Exercise prompt –
Go to the line containing "the simulation crate" in the records below and retype from there through the final line, exactly.
· · · · ·
impl fmt::Display for Witness {
    fn fmt(&self, f: &mut fmt::Formatter<'_>) -> fmt::Result {
        match self {
            Witness::Lost {
                message,
                recipient,
                sent_on,
                tick,
            } => write!(
                f,
                "{message} (sent at {sent_on}) dropped out of {recipient}'s view unread at tick {tick}"
            ),
            Witness::Pending {
                message,
                recipient,
                sent_on,
                horizon,
            } => write!(
                f,
                "{message} (sent at {sent_on}) still unread by {recipient} at horizon {horizon}"
            ),
            Witness::OutOfOrder {
                sender,
                recipient,
                earlier,
                earlier_sent,
                earlier_read,
                later,
                later_sent,
                later_read,
            } => write!(
                f,
                "{recipient} read {sender}'s messages out of order: \
                 {earlier} sent {earlier_sent} read {earlier_read}, \
                 {later} sent {later_sent} read {later_read}"
            ),
            Witness::UnreadPredecessor {
                sender,
                recipient,
                unread,
                read,
                horizon,
            } => write!(
                f,
                "{recipient} read {read} from {sender} while {unread} was unread at horizon {horizon}"
            ),
            Witness::Shortage {
                tick,
                needed,
                available,
            } => write!(
                f,
                "tick {tick}: nodes need {needed} atom(s), pool has {available}"
            ),
            Witness::DuplicateSend { message, ticks } => {
                write!(f, "{message} sent more than once, at ticks {ticks:?}")
            }
            Witness::DuplicateRead {
                message,
                node,
                ticks,
            } => write!(f, "{node} read {message} more than once, at ticks {ticks:?}"),
            Witness::Invisible {
                message,
                node,
                tick,
                cause,
            } => write!(f, "tick {tick}: {message} at {node} breaks causality ({cause})"),
            Witness::PoolDrift {
                tick,
                expected,
                found,
            } => write!(
                f,
                "tick {tick}: pool available is {found}, expected {expected}"
            ),
        }
    }
}
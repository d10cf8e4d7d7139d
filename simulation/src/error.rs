//! Error types for the simulation crate

use thiserror::Error;

pub use courier_core::FabricError;

/// Errors surfaced by the simulation harness
#[derive(Debug, Error)]
pub enum SimError {
    #[error("Fabric error: {0}")]
    Fabric(#[from] FabricError),

    #[error("Trace I/O error: {0}")]
    Io(#[from] std::io::Error),

    #[error("JSON error: {0}")]
    Json(#[from] serde_json::Error),

    #[error("Binary trace error: {0}")]
    Postcard(#[from] postcard::Error),

    #[error("Config parse error: {0}")]
    Toml(#[from] toml::de::Error),

    #[error("Unsupported trace format version {found} (expected {expected})")]
    TraceVersion { found: u32, expected: u32 },

    #[error("Unknown {what}: {value}")]
    Unknown { what: &'static str, value: String },
}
· · · · ·
Written reply –
//! Error types for the simulation crate

use thiserror::Error;

pub use courier_core::FabricError;

/// Errors surfaced by the simulation harness
#[derive(Debug, Error)]
pub enum SimError {
    #[error("Fabric error: {0}")]
    Fabric(#[from] FabricError),

    #[error("Trace I/O error: {0}")]
    Io(#[from] std::io::Error),

    #[error("JSON error: {0}")]
    Json(#[from] serde_json::Error),

    #[error("Binary trace error: {0}")]
    Postcard(#[from] postcard::Error),

    #[error("Config parse error: {0}")]
    Toml(#[from] toml::de::Error),

    #[error("Unsupported trace format version {found} (expected {expected})")]
    TraceVersion { found: u32, expected: u32 },

    #[error("Unknown {what}: {value}")]
    Unknown { what: &'static str, value: String },
}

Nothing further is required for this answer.